Changes in BAX, BCL2, BIRC5, and CASP8 mRNA expression by HL-60 cells were evaluated using RT-qPCR after treatment with 50 μM majoranolide for 24 and 48 h. In a 6-well plate, 5 × 10⁵ cells were plated per well. After treatment, total RNA was extracted using a ReliaPrep RNA Cell Miniprep System kit (Promega), following manufacturer's instructions. RNA integrity was evaluated in 1% agarose gel. cDNA synthesis was performed using 1 μg of total RNA and Oligo (dT)₁₅ primer, employing a GoScript Reverse Transcription System kit (Promega), according to manufacturer's instructions.

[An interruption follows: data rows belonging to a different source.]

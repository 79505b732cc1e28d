//! Minus/plus diff pair computed from a single LCS table.

use serde::Serialize;

use crate::lcs::LcsTable;

/// The character-level relationship between two texts.
///
/// `minus` holds the characters to delete from the first text, `plus` the
/// characters to insert from the second. Both come from the same table and
/// the same alignment path.
#[derive(Debug, Clone, PartialEq, Eq, Serialize)]
pub struct CharDiff {
    /// Characters removed from the first text.
    pub minus: String,
    /// Characters added from the second text.
    pub plus: String,
    /// Length of the longest common subsequence.
    pub lcs_len: usize,
}

impl CharDiff {
    /// Computes the diff of `this` against `other`, building the table once.
    pub fn between(this: &str, other: &str) -> Self {
        let a: Vec<char> = this.chars().collect();
        let b: Vec<char> = other.chars().collect();
        let table = LcsTable::new(&a, &b);

        CharDiff {
            minus: table.minus_diff(),
            plus: table.plus_diff(),
            lcs_len: table.lcs_len(),
        }
    }

    /// Returns true if the two texts were identical.
    pub fn is_empty(&self) -> bool {
        self.minus.is_empty() && self.plus.is_empty()
    }
}
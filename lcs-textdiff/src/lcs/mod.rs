//! Longest common subsequence machinery.
//!
//! This module builds the LCS dynamic-programming table for two character
//! sequences and walks it back from the final cell to extract the minus-diff
//! (characters to drop from the first sequence) and the plus-diff (characters
//! to add from the second). Both walks follow the same alignment path, so a
//! minus/plus pair taken from one table is always mutually consistent.

mod backtrack;
mod substring;
mod table;

pub use substring::longest_common_substring;
pub use table::LcsTable;

/// Returns the LCS length of two strings, compared by `char`.
pub fn lcs_length(a: &str, b: &str) -> usize {
    let a: Vec<char> = a.chars().collect();
    let b: Vec<char> = b.chars().collect();
    LcsTable::new(&a, &b).lcs_len()
}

After synthesis, a 50 ng amount of cDNA was used for qPCR, together with SsoAdvanced Universal SYBR Green fluorophore (Bio-Rad). The reactions were carried out on a CFX96 Touch Real-Time thermal cycler (Bio-Rad) under the following thermocycling conditions: initial denaturation at 95°C for 30 s, 40 denaturation cycles at 95°C for 15 s, annealing at 62°C for 30 s, and extension at 72°C for 45 s. NTC and NRT controls confirmed the absence of contamination. Melt curve analysis confirmed the absence of nonspecific amplifications. Serial dilutions were performed to obtain the standard curve and efficiency values of primers for the genes investigated. The following primer sequences were employed: BAX forward: CGAGTGGCAGCTGACATGT, reverse: CAGCCCATGATGGTTCTG; BCL2 forward: TGGTGGAGGAGCTCTTCAG, reverse: TCAGGTACTCAGTCATCCAC; CASP8 forward: TGACCACGACCTTTGAAGAG, reverse: GAGAGGATACAGCAGATGAA; BIRC5 forward: CTAAGTTGGAGTGGAGTCTG, reverse: GGCTTGCTGGTCTCTTCTG; β-ACTIN forward: ACCCACACTGTGCCCATCTA, reverse: GGCAATGAGCGGTTCCG. Relative mRNA expression normalized to the β-actin gene was quantified using CFX Manager 3.1 software (Bio-Rad).